BCE dividido no meio da crise
17 Abril 2009
A Bloomberg analisa hoje as discussões que decorrem no BCE, com as divergências em relação ao rumo a seguir a serem cada vez mais evidentes. De um lado, há quem não queira baixar as taxas abaixo de 1%, do outro, há quem defenda uma atitude o mais agressiva possível contra a crise. Tendo em conta que Axel Weber, o presidente do Bundesbank está do lado da facção mais prudente, não é difícil adivinhar qual será o rumo a seguir pelo BCE.
Recuperação ou ilusão?
Os pessimistas do costume – que por acaso têm estado nos últimos meses entre os economistas que mais acertam – continuam a não acreditar que a economia já esteja a iniciar uma recuperação. Paul Krugman apresenta, no seu artigo de opinião no The New York Times, quatro razões para ter cuidado com os excesso de optimismo e diz que, acreditar que uma recuperação está em curso pode ser muito perigoso em termos de política económica a seguir. Nouriel Roubini diz que o problema está no facto das perdas dos bancos poderem vir a ser muito maiores do que é actualmente esperado.

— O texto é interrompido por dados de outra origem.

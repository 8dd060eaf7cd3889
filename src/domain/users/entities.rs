use chrono::{DateTime, Utc};
use serde::{Deserialize, Serialize};
use std::fmt;
use std::str::FromStr;
use uuid::Uuid;

use super::errors::ValidationError;
use super::value_objects::{DisplayName, Email, Locality, PhoneNumber, SubjectId};

/// Kind of user, restricting what the application offers them
#[derive(Debug, Clone, Copy, Default, PartialEq, Eq, Serialize, Deserialize)]
#[serde(rename_all = "lowercase")]
pub enum UserRole {
  Lawyer,
  Student,
  #[default]
  Citizen,
}

impl UserRole {
  pub const ALL: [UserRole; 3] = [UserRole::Lawyer, UserRole::Student, UserRole::Citizen];

  pub fn as_str(&self) -> &'static str {
    match self {
      UserRole::Lawyer => "lawyer",
      UserRole::Student => "student",
      UserRole::Citizen => "citizen",
    }
  }
}

impl FromStr for UserRole {
  type Err = ValidationError;

  fn from_str(s: &str) -> Result<Self, Self::Err> {
    match s.trim().to_lowercase().as_str() {
      "lawyer" => Ok(UserRole::Lawyer),
      "student" => Ok(UserRole::Student),
      "citizen" => Ok(UserRole::Citizen),
      _ => Err(ValidationError::InvalidRole(s.to_string())),
    }
  }
}

impl fmt::Display for UserRole {
  fn fmt(&self, f: &mut fmt::Formatter<'_>) -> fmt::Result {
    f.write_str(self.as_str())
  }
}

/// Validated input for creating a profile
#[derive(Debug, Clone)]
pub struct NewProfile {
  pub subject_id: SubjectId,
  pub email: Email,
  pub name: DisplayName,
  pub phone_number: PhoneNumber,
  pub state: Locality,
  pub city: Locality,
  pub role: UserRole,
}

/// Validated partial update; `None` leaves the field as it is
#[derive(Debug, Clone, Default)]
pub struct ProfileUpdate {
  pub email: Option<Email>,
  pub name: Option<DisplayName>,
  pub phone_number: Option<PhoneNumber>,
  pub state: Option<Locality>,
  pub city: Option<Locality>,
  pub role: Option<UserRole>,
}

impl ProfileUpdate {
  pub fn is_empty(&self) -> bool {
    self.email.is_none()
      && self.name.is_none()
      && self.phone_number.is_none()
      && self.state.is_none()
      && self.city.is_none()
      && self.role.is_none()
  }
}

/// User profile keyed by the identity-provider subject id
#[derive(Debug, Clone, PartialEq, Serialize, Deserialize)]
pub struct User {
  pub id: Uuid,
  /// Identity-provider subject id (unique)
  pub subject_id: String,
  pub email: String,
  pub name: String,
  /// E.164 phone number
  pub phone_number: String,
  pub state: String,
  pub city: String,
  pub role: UserRole,
  pub phone_verified: bool,
  pub email_verified: bool,
  pub created_at: DateTime<Utc>,
  pub updated_at: DateTime<Utc>,
}

impl User {
  /// Creates a new, unverified profile
  pub fn new(profile: NewProfile) -> Self {
    let now = Utc::now();
    Self {
      id: Uuid::new_v4(),
      subject_id: profile.subject_id.into_inner(),
      email: profile.email.into_inner(),
      name: profile.name.into_inner(),
      phone_number: profile.phone_number.into_inner(),
      state: profile.state.into_inner(),
      city: profile.city.into_inner(),
      role: profile.role,
      phone_verified: false,
      email_verified: false,
      created_at: now,
      updated_at: now,
    }
  }

  /// Creates a user from database fields (for reconstruction)
  #[allow(clippy::too_many_arguments)]
  pub fn from_db(
    id: Uuid,
    subject_id: String,
    email: String,
    name: String,
    phone_number: String,
    state: String,
    city: String,
    role: UserRole,
    phone_verified: bool,
    email_verified: bool,
    created_at: DateTime<Utc>,
    updated_at: DateTime<Utc>,
  ) -> Self {
    Self {
      id,
      subject_id,
      email,
      name,
      phone_number,
      state,
      city,
      role,
      phone_verified,
      email_verified,
      created_at,
      updated_at,
    }
  }

  /// Merges the supplied fields. Verification flags are left alone.
  pub fn apply_update(&mut self, update: ProfileUpdate) {
    if update.is_empty() {
      return;
    }

    if let Some(email) = update.email {
      self.email = email.into_inner();
    }
    if let Some(name) = update.name {
      self.name = name.into_inner();
    }
    if let Some(phone_number) = update.phone_number {
      self.phone_number = phone_number.into_inner();
    }
    if let Some(state) = update.state {
      self.state = state.into_inner();
    }
    if let Some(city) = update.city {
      self.city = city.into_inner();
    }
    if let Some(role) = update.role {
      self.role = role;
    }
    self.updated_at = Utc::now();
  }

  /// Marks the phone number as verified. Returns false if it already was.
  pub fn verify_phone(&mut self) -> bool {
    if self.phone_verified {
      return false;
    }
    self.phone_verified = true;
    self.updated_at = Utc::now();
    true
  }

  /// Marks the email as verified. Returns false if it already was.
  pub fn verify_email(&mut self) -> bool {
    if self.email_verified {
      return false;
    }
    self.email_verified = true;
    self.updated_at = Utc::now();
    true
  }

  pub fn has_phone_number(&self) -> bool {
    !self.phone_number.trim().is_empty()
  }
}

#[cfg(test)]
mod tests {
  use super::*;

  fn new_profile() -> NewProfile {
    NewProfile {
      subject_id: SubjectId::new("sub-123").unwrap(),
      email: Email::new("asha@example.com").unwrap(),
      name: DisplayName::new("Asha Rao").unwrap(),
      phone_number: PhoneNumber::parse("9876543210", "+91").unwrap(),
      state: Locality::state("Kerala").unwrap(),
      city: Locality::city("Kochi").unwrap(),
      role: UserRole::Lawyer,
    }
  }

  #[test]
  fn test_user_creation() {
    let user = User::new(new_profile());

    assert_eq!(user.subject_id, "sub-123");
    assert_eq!(user.phone_number, "+919876543210");
    assert_eq!(user.role, UserRole::Lawyer);
    assert!(!user.phone_verified);
    assert!(!user.email_verified);
    assert_eq!(user.created_at, user.updated_at);
  }

  #[test]
  fn test_apply_update_merges_only_supplied_fields() {
    let mut user = User::new(new_profile());

    user.apply_update(ProfileUpdate {
      city: Some(Locality::city("Thrissur").unwrap()),
      role: Some(UserRole::Student),
      ..Default::default()
    });

    assert_eq!(user.city, "Thrissur");
    assert_eq!(user.role, UserRole::Student);
    assert_eq!(user.name, "Asha Rao");
    assert_eq!(user.state, "Kerala");
    assert!(user.updated_at >= user.created_at);
  }

  #[test]
  fn test_update_does_not_reset_verification() {
    let mut user = User::new(new_profile());
    user.verify_phone();
    user.verify_email();

    user.apply_update(ProfileUpdate {
      phone_number: Some(PhoneNumber::parse("9123456789", "+91").unwrap()),
      email: Some(Email::new("new@example.com").unwrap()),
      ..Default::default()
    });

    assert!(user.phone_verified);
    assert!(user.email_verified);
  }

  #[test]
  fn test_verify_phone_is_idempotent() {
    let mut user = User::new(new_profile());

    assert!(user.verify_phone());
    assert!(!user.verify_phone());
    assert!(user.phone_verified);
    assert!(!user.email_verified);
  }

  #[test]
  fn test_role_parsing() {
    assert_eq!("Lawyer".parse::<UserRole>().unwrap(), UserRole::Lawyer);
    assert_eq!(" student ".parse::<UserRole>().unwrap(), UserRole::Student);
    assert_eq!(UserRole::default(), UserRole::Citizen);
    assert!("judge".parse::<UserRole>().is_err());
  }

  #[test]
  fn test_role_serializes_lowercase() {
    let json = serde_json::to_string(&UserRole::Citizen).unwrap();
    assert_eq!(json, "\"citizen\"");

    let role: UserRole = serde_json::from_str("\"lawyer\"").unwrap();
    assert_eq!(role, UserRole::Lawyer);
  }

  #[test]
  fn test_has_phone_number() {
    let mut user = User::new(new_profile());
    assert!(user.has_phone_number());

    user.phone_number = String::new();
    assert!(!user.has_phone_number());
  }
}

Wall Street ainda tem poder
A questão das ligações entre os responsáveis da Casa Branca e as grandes instituições de Wall Street volta a estar em destaque, desta vez pela mão de Joseph Stiglitz. O prémio Nobel diz que o plano Obama vai falhar porque foi feito para ajudar os actuais bancos e não para criar um sistema financeiro viável.